**** Data for the task

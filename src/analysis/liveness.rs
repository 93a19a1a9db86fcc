//! Liveness analysis.

use crate::ir::*;
use crate::ordmap::OrderedSet;
use crate::pass::*;

/// Backward may-analysis: a variable is live at a point if some path
/// from there reads it before writing it.
pub struct LiveVars;

impl Analysis for LiveVars {
    type Fact = OrderedSet<Var>;

    const DIRECTION: Direction = Direction::Backward;
    const TAG: FactTag = FactTag(0x1e_u32);

    fn init(&self, _body: &FunctionBody) -> OrderedSet<Var> {
        OrderedSet::new()
    }

    fn merge(&self, into: &mut OrderedSet<Var>, other: &OrderedSet<Var>) -> bool {
        Meet::Union.apply(into, other)
    }

    fn transfer_inst(&self, live: &mut OrderedSet<Var>, body: &FunctionBody, inst: Inst) {
        let kind = &body.insts[inst].kind;
        if let Some(def) = kind.def() {
            live.remove(&def);
        }
        kind.visit_uses(|op| {
            if let Operand::Var(var) = op {
                live.insert(var);
            }
        });
    }
}

#[derive(Clone, Debug)]
pub struct Liveness(BlockFacts<OrderedSet<Var>>);

impl Liveness {
    pub fn compute(body: &FunctionBody) -> Liveness {
        Liveness(analyze(&LiveVars, body))
    }

    pub fn live_in(&self, block: Block) -> &OrderedSet<Var> {
        self.0.fact_in(block)
    }

    pub fn live_out(&self, block: Block) -> &OrderedSet<Var> {
        self.0.fact_out(block)
    }
}
impl<K, V> IntoIterator for OrderedMap<K, V> {
    type Item = (K, V);
    type IntoIter = IntoIter<K, V>;
    fn into_iter(self) -> IntoIter<K, V> {
        let mut iter = IntoIter {
            stack: Vec::with_capacity(self.height() as usize),
            remaining: self.len,
        };
        iter.push_left(self.root);
        iter
    }
}

/// Borrowing in-order iterator. Uses an explicit stack bounded by the
/// tree height.
pub struct Iter<'a, K, V> {
    stack: Vec<&'a Node<K, V>>,
    remaining: usize,
}

impl<'a, K, V> Iter<'a, K, V> {
    fn push_left(&mut self, mut link: Option<&'a Node<K, V>>) {
        while let Some(node) = link {
            self.stack.push(node);
            link = node.left.as_deref();
        }
    }
}

impl<'a, K, V> Iterator for Iter<'a, K, V> {
    type Item = (&'a K, &'a V);

    fn next(&mut self) -> Option<Self::Item> {
        let node = self.stack.pop()?;
        self.push_left(node.right.as_deref());
        self.remaining -= 1;
        Some((&node.key, &node.value))
    }

    fn size_hint(&self) -> (usize, Option<usize>) {
        (self.remaining, Some(self.remaining))
    }
}

impl<'a, K, V> ExactSizeIterator for Iter<'a, K, V> {}

/// Consuming in-order iterator.
pub struct IntoIter<K, V> {
    stack: Vec<Box<Node<K, V>>>,
    remaining: usize,
}

impl<K, V> IntoIter<K, V> {
    fn push_left(&mut self, mut link: Link<K, V>) {
        while let Some(mut node) = link {
            link = node.left.take();
            self.stack.push(node);
        }
    }
}

impl<K, V> Iterator for IntoIter<K, V> {
    type Item = (K, V);

    fn next(&mut self) -> Option<(K, V)> {
        let mut node = self.stack.pop()?;
        let right = node.right.take();
        self.push_left(right);
        self.remaining -= 1;
        let Node { key, value, .. } = *node;
        Some((key, value))
    }

    fn size_hint(&self) -> (usize, Option<usize>) {
        (self.remaining, Some(self.remaining))
    }
}

impl<K, V> ExactSizeIterator for IntoIter<K, V> {}

/// An ordered set: an `OrderedMap` with unit values.
#[derive(Clone, PartialEq, Eq)]
pub struct OrderedSet<K> {
    map: OrderedMap<K, ()>,
}

impl<K> Default for OrderedSet<K> {
    fn default() -> Self {
        OrderedSet {
            map: OrderedMap::default(),
        }
    }
}

impl<K> OrderedSet<K> {
    pub fn new() -> Self {
        Self::default()
    }

    pub fn len(&self) -> usize {
        self.map.len()
    }

    pub fn is_empty(&self) -> bool {
        self.map.is_empty()
    }

    pub fn clear(&mut self) {
        self.map.clear();
    }

    pub fn iter(&self) -> impl Iterator<Item = &K> + '_ {
        self.map.keys()
    }
}

impl<K: Ord> OrderedSet<K> {
    pub fn contains(&self, key: &K) -> bool {
        self.map.contains_key(key)
    }

    /// Returns `true` if the key was not already present.
    pub fn insert(&mut self, key: K) -> bool {
        self.map.insert(key, ()).is_none()
    }

    /// Returns `true` if the key was present.
    pub fn remove(&mut self, key: &K) -> bool {
        self.map.remove(key).is_some()
    }

    pub fn into_sorted_vec(self) -> Vec<K> {
        self.map.into_iter().map(|(k, ())| k).collect()
    }

    pub fn from_sorted_vec(keys: Vec<K>) -> Self {
        OrderedSet {
            map: OrderedMap::from_sorted_vec(keys.into_iter().map(|k| (k, ())).collect()),
        }
    }

    pub fn check_invariants(&self) -> bool {
        self.map.check_invariants()
    }
}

impl<K: Ord + Clone> OrderedSet<K> {
    pub fn to_sorted_vec(&self) -> Vec<K> {
        self.iter().cloned().collect()
    }

    /// See `OrderedMap::union_with`.
    pub fn union_with(&mut self, other: &Self) -> bool {
        self.map.union_with(&other.map)
    }

    /// See `OrderedMap::intersect_with`.
    pub fn intersect_with(&mut self, other: &Self) -> bool {
        self.map.intersect_with(&other.map)
    }
}

impl<K: Debug> Debug for OrderedSet<K> {
    fn fmt(&self, f: &mut std::fmt::Formatter) -> std::fmt::Result {
        f.debug_set().entries(self.iter()).finish()
    }
}

impl<K: Ord> FromIterator<K> for OrderedSet<K> {
    fn from_iter<I: IntoIterator<Item = K>>(iter: I) -> Self {
        let mut set = OrderedSet::new();
        set.extend(iter);
        set
    }
}

impl<K: Ord> Extend<K> for OrderedSet<K> {
    fn extend<I: IntoIterator<Item = K>>(&mut self, iter: I) {
        for k in iter {
            self.insert(k);
        }
    }
}
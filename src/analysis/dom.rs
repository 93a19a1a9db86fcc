//! Dominators as a forward must-analysis over block sets.

use crate::cfg::CFGInfo;
use crate::ir::{Block, FunctionBody};
use crate::ordmap::OrderedSet;
use crate::pass::{analyze, Analysis, BlockFacts, Direction, FactTag, Meet};

/// `OUT[b]` is the set of blocks dominating `b`, `b` included.
///
/// Works purely at block granularity: the block transfer adds the
/// block itself, and joins intersect. Every slot starts at the
/// universe of blocks except the entry's input, which is `{entry}`.
pub struct DominatorAnalysis {
    universe: OrderedSet<Block>,
}

impl DominatorAnalysis {
    pub fn new(body: &FunctionBody) -> Self {
        DominatorAnalysis {
            universe: OrderedSet::from_sorted_vec(body.blocks.iter().collect()),
        }
    }
}

impl Analysis for DominatorAnalysis {
    type Fact = OrderedSet<Block>;

    const DIRECTION: Direction = Direction::Forward;
    const TAG: FactTag = FactTag(0xd0_u32);

    fn init(&self, _body: &FunctionBody) -> OrderedSet<Block> {
        self.universe.clone()
    }

    fn boundary(&self, body: &FunctionBody) -> OrderedSet<Block> {
        std::iter::once(body.entry).collect()
    }

    fn merge(&self, into: &mut OrderedSet<Block>, other: &OrderedSet<Block>) -> bool {
        Meet::Intersection.apply(into, other)
    }

    fn transfer_block(&self, fact: &mut OrderedSet<Block>, _body: &FunctionBody, block: Block) {
        fact.insert(block);
    }
}

/// Solved dominator sets.
#[derive(Clone, Debug)]
pub struct Dominators {
    facts: BlockFacts<OrderedSet<Block>>,
    cfg: CFGInfo,
}

impl Dominators {
    pub fn compute(body: &FunctionBody) -> Dominators {
        let facts = analyze(&DominatorAnalysis::new(body), body);
        Dominators {
            facts,
            cfg: CFGInfo::new(body),
        }
    }

    /// All blocks dominating `block`, itself included. For an
    /// unreachable block this is every block (vacuously, no path from
    /// the entry avoids any of them).
    pub fn dominators(&self, block: Block) -> &OrderedSet<Block> {
        self.facts.fact_out(block)
    }

    pub fn dominates(&self, a: Block, b: Block) -> bool {
        self.dominators(b).contains(&a)
    }

    pub fn is_reachable(&self, block: Block) -> bool {
        self.cfg.is_reachable(block)
    }

    pub fn cfg(&self) -> &CFGInfo {
        &self.cfg
    }

    /// Immediate dominator: the strict dominator closest to `block`.
    /// Strict dominators form a chain, so it is the one with the most
    /// dominators of its own. `None` for the entry and unreachable
    /// blocks.
    pub fn idom(&self, block: Block) -> Option<Block> {
        if !self.is_reachable(block) {
            return None;
        }
        self.dominators(block)
            .iter()
            .copied()
            .filter(|&d| d != block)
            .max_by_key(|&d| self.dominators(d).len())
    }
}

#[cfg(test)]
mod test {
    use super::*;

    #[test]
    fn idom_of_loop() {
        // entry -> h -> body -> h, h -> exit
        let mut body = FunctionBody::new("f");
        let entry = body.entry;
        let h = body.add_block();
        let b = body.add_block();
        let exit = body.add_block();
        body.add_edge(entry, h);
        body.add_edge(h, b);
        body.add_edge(b, h);
        body.add_edge(h, exit);

        let doms = Dominators::compute(&body);
        assert_eq!(doms.dominators(h).to_sorted_vec(), vec![entry, h]);
        assert_eq!(doms.dominators(b).to_sorted_vec(), vec![entry, h, b]);
        assert_eq!(doms.idom(exit), Some(h));
        assert_eq!(doms.idom(b), Some(h));
        assert_eq!(doms.idom(entry), None);
        assert!(doms.dominates(h, b));
        assert!(!doms.dominates(b, h));
    }
}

********

• Assigned task:
Between the first line of the entries above and the line with "pub fn compute(body: &FunctionBody) -> Liveness", both included, copy every line exactly and nothing outside that range.

• Exercise solution:
filename src/analysis/liveness.rs
repository 93a19a1a9db86fcc
//! Liveness analysis.

use crate::ir::*;
use crate::ordmap::OrderedSet;
use crate::pass::*;

/// Backward may-analysis: a variable is live at a point if some path
/// from there reads it before writing it.
pub struct LiveVars;

impl Analysis for LiveVars {
    type Fact = OrderedSet<Var>;

    const DIRECTION: Direction = Direction::Backward;
    const TAG: FactTag = FactTag(0x1e_u32);

    fn init(&self, _body: &FunctionBody) -> OrderedSet<Var> {
        OrderedSet::new()
    }

    fn merge(&self, into: &mut OrderedSet<Var>, other: &OrderedSet<Var>) -> bool {
        Meet::Union.apply(into, other)
    }

    fn transfer_inst(&self, live: &mut OrderedSet<Var>, body: &FunctionBody, inst: Inst) {
        let kind = &body.insts[inst].kind;
        if let Some(def) = kind.def() {
            live.remove(&def);
        }
        kind.visit_uses(|op| {
            if let Operand::Var(var) = op {
                live.insert(var);
            }
        });
    }
}

#[derive(Clone, Debug)]
pub struct Liveness(BlockFacts<OrderedSet<Var>>);

impl Liveness {
    pub fn compute(body: &FunctionBody) -> Liveness {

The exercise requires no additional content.